** TASK DATA follows **
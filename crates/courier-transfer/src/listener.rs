//! Transfer listeners, the listener registry and a channel-backed listener

use crate::progress::TransferProcessInfo;
use crate::request::TransferRequest;
use crate::response::Response;
use crate::state::TransferState;
use courier_types::{Error, TaskId};
use parking_lot::Mutex;
use std::collections::HashMap;
use std::sync::Arc;
use std::time::{Duration, Instant};
use tokio::sync::mpsc;

/// Default minimum interval between two progress notifications
pub const DEFAULT_NOTIFY_INTERVAL: Duration = Duration::from_millis(2000);

/// Which submissions a listener wants to hear about
#[derive(Debug, Clone, Copy, PartialEq, Eq, Default)]
pub enum ListenerFilter {
    /// Every submission
    #[default]
    All,
    /// Only the submission with this id
    Id(TaskId),
}

impl ListenerFilter {
    /// Whether events of `id` pass the filter
    pub fn matches(self, id: TaskId) -> bool {
        match self {
            Self::All => true,
            Self::Id(wanted) => wanted == id,
        }
    }
}

/// Observer of transfer states and responses
pub trait TransferListener: Send + Sync {
    /// A state was reached; `error` is set for failure states
    fn on_update_state(
        &self,
        state: TransferState,
        request: &TransferRequest,
        info: &TransferProcessInfo,
        error: Option<&Error>,
    );

    /// A response was received, accepted or not
    fn on_response(
        &self,
        _request: &TransferRequest,
        _info: &TransferProcessInfo,
        _response: &Response,
    ) {
    }

    /// Submissions this listener wants
    fn filter(&self) -> ListenerFilter {
        ListenerFilter::All
    }

    /// Minimum interval between progress notifications; `None` uses the registry default
    fn min_notify_interval(&self) -> Option<Duration> {
        None
    }
}

/// A registered listener plus its per-submission throttle clock
pub(crate) struct ListenerEntry {
    listener: Arc<dyn TransferListener>,
    interval: Duration,
    last_progress: Mutex<HashMap<TaskId, Instant>>,
}

impl ListenerEntry {
    pub(crate) fn listener(&self) -> &dyn TransferListener {
        self.listener.as_ref()
    }

    pub(crate) fn matches(&self, id: TaskId) -> bool {
        self.listener.filter().matches(id)
    }

    /// Whether a progress notification for `id` is due now
    pub(crate) fn progress_due(&self, id: TaskId, now: Instant, complete: bool) -> bool {
        let mut last_progress = self.last_progress.lock();
        let due = complete
            || last_progress
                .get(&id)
                .map_or(true, |last| now.saturating_duration_since(*last) >= self.interval);
        if due {
            last_progress.insert(id, now);
        }
        due
    }

    pub(crate) fn forget(&self, id: TaskId) {
        self.last_progress.lock().remove(&id);
    }
}

/// Set of transfer listeners shared by every submission of a context
pub struct ListenerRegistry {
    default_interval: Duration,
    entries: Mutex<Vec<Arc<ListenerEntry>>>,
}

impl ListenerRegistry {
    /// Create an empty registry
    pub fn new(default_interval: Duration) -> Self {
        Self {
            default_interval,
            entries: Mutex::new(Vec::new()),
        }
    }

    /// Register a listener
    pub fn add(&self, listener: Arc<dyn TransferListener>) {
        let interval = listener
            .min_notify_interval()
            .unwrap_or(self.default_interval);
        self.entries.lock().push(Arc::new(ListenerEntry {
            listener,
            interval,
            last_progress: Mutex::new(HashMap::new()),
        }));
    }

    /// Unregister a listener; returns whether it was registered
    pub fn remove(&self, listener: &Arc<dyn TransferListener>) -> bool {
        let mut entries = self.entries.lock();
        let before = entries.len();
        entries.retain(|entry| {
            !std::ptr::eq(
                Arc::as_ptr(&entry.listener).cast::<()>(),
                Arc::as_ptr(listener).cast::<()>(),
            )
        });
        entries.len() != before
    }

    /// Number of registered listeners
    pub fn len(&self) -> usize {
        self.entries.lock().len()
    }

    /// Whether no listener is registered
    pub fn is_empty(&self) -> bool {
        self.len() == 0
    }

    /// Listeners interested in `id`, copied out of the lock
    pub(crate) fn snapshot_for(&self, id: TaskId) -> Vec<Arc<ListenerEntry>> {
        self.entries
            .lock()
            .iter()
            .filter(|entry| entry.matches(id))
            .cloned()
            .collect()
    }

    /// Drop throttle state kept for a finished submission
    pub(crate) fn forget(&self, id: TaskId) {
        for entry in self.entries.lock().iter() {
            entry.forget(id);
        }
    }
}

impl Default for ListenerRegistry {
    fn default() -> Self {
        Self::new(DEFAULT_NOTIFY_INTERVAL)
    }
}

/// Event forwarded by a [`ChannelListener`]
#[derive(Debug, Clone)]
pub enum TransferEvent {
    /// A state notification
    State {
        /// Submission id
        id: TaskId,
        /// Reached state
        state: TransferState,
        /// Counters at the time of the notification
        info: TransferProcessInfo,
        /// Failure cause, if any
        error: Option<Error>,
    },
    /// A response notification
    Response {
        /// Submission id
        id: TaskId,
        /// Counters at the time of the notification
        info: TransferProcessInfo,
        /// Received response
        response: Response,
    },
}

impl TransferEvent {
    /// Submission id of the event
    pub fn id(&self) -> TaskId {
        match self {
            Self::State { id, .. } | Self::Response { id, .. } => *id,
        }
    }
}

/// Listener forwarding every notification into an unbounded channel
pub struct ChannelListener {
    sender: mpsc::UnboundedSender<TransferEvent>,
    filter: ListenerFilter,
    interval: Option<Duration>,
}

impl ChannelListener {
    /// Create a listener for all submissions and its receiving end
    pub fn new() -> (Self, mpsc::UnboundedReceiver<TransferEvent>) {
        let (sender, receiver) = mpsc::unbounded_channel();
        (
            Self {
                sender,
                filter: ListenerFilter::All,
                interval: None,
            },
            receiver,
        )
    }

    /// Restrict the listener to one submission
    pub fn with_filter(mut self, filter: ListenerFilter) -> Self {
        self.filter = filter;
        self
    }

    /// Override the progress notification interval
    pub fn with_interval(mut self, interval: Duration) -> Self {
        self.interval = Some(interval);
        self
    }
}

impl TransferListener for ChannelListener {
    fn on_update_state(
        &self,
        state: TransferState,
        request: &TransferRequest,
        info: &TransferProcessInfo,
        error: Option<&Error>,
    ) {
        // A closed receiver only means nobody is watching any more
        let _ = self.sender.send(TransferEvent::State {
            id: request.id,
            state,
            info: info.clone(),
            error: error.cloned(),
        });
    }

    fn on_response(&self, request: &TransferRequest, info: &TransferProcessInfo, response: &Response) {
        let _ = self.sender.send(TransferEvent::Response {
            id: request.id,
            info: info.clone(),
            response: response.clone(),
        });
    }

    fn filter(&self) -> ListenerFilter {
        self.filter
    }

    fn min_notify_interval(&self) -> Option<Duration> {
        self.interval
    }
}

#[cfg(test)]
mod tests {
    use super::*;

    struct Silent;

    impl TransferListener for Silent {
        fn on_update_state(
            &self,
            _state: TransferState,
            _request: &TransferRequest,
            _info: &TransferProcessInfo,
            _error: Option<&Error>,
        ) {
        }
    }

    #[test]
    fn test_filter_matches() {
        assert!(ListenerFilter::All.matches(TaskId::new(3)));
        assert!(ListenerFilter::Id(TaskId::new(3)).matches(TaskId::new(3)));
        assert!(!ListenerFilter::Id(TaskId::new(3)).matches(TaskId::new(4)));
    }

    #[test]
    fn test_progress_throttle() {
        let registry = ListenerRegistry::new(Duration::from_millis(100));
        registry.add(Arc::new(Silent));
        let entry = registry.snapshot_for(TaskId::new(1)).remove(0);
        let start = Instant::now();
        let id = TaskId::new(1);

        assert!(entry.progress_due(id, start, false));
        assert!(!entry.progress_due(id, start + Duration::from_millis(50), false));
        assert!(entry.progress_due(id, start + Duration::from_millis(60), true));
        assert!(!entry.progress_due(id, start + Duration::from_millis(120), false));
        assert!(entry.progress_due(id, start + Duration::from_millis(160), false));
        // Other submissions have their own clock
        assert!(entry.progress_due(TaskId::new(2), start + Duration::from_millis(161), false));
    }

    #[test]
    fn test_snapshot_respects_filter_and_removal() {
        let registry = ListenerRegistry::default();
        let (listener, _rx) = ChannelListener::new();
        let listener: Arc<dyn TransferListener> =
            Arc::new(listener.with_filter(ListenerFilter::Id(TaskId::new(5))));
        registry.add(Arc::clone(&listener));
        registry.add(Arc::new(Silent));

        assert_eq!(registry.snapshot_for(TaskId::new(5)).len(), 2);
        assert_eq!(registry.snapshot_for(TaskId::new(6)).len(), 1);

        assert!(registry.remove(&listener));
        assert_eq!(registry.len(), 1);
    }

    #[test]
    fn test_channel_listener_forwards_events() {
        let (listener, mut rx) = ChannelListener::new();
        let request = TransferRequest::new(TaskId::new(8), "http://localhost/");
        listener.on_update_state(
            TransferState::Starting,
            &request,
            &TransferProcessInfo::default(),
            None,
        );

        let event = rx.try_recv().unwrap();
        assert_eq!(event.id(), TaskId::new(8));
        assert!(matches!(
            event,
            TransferEvent::State {
                state: TransferState::Starting,
                ..
            }
        ));
    }
}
** End of TASK DATA **
**YOUR INSTRUCTIONS:** Pull out every line in the material above where "Debug" occurs.

**RESULT:**
#[derive(Debug, Clone, Copy, PartialEq, Eq, Default)]
#[derive(Debug, Clone)]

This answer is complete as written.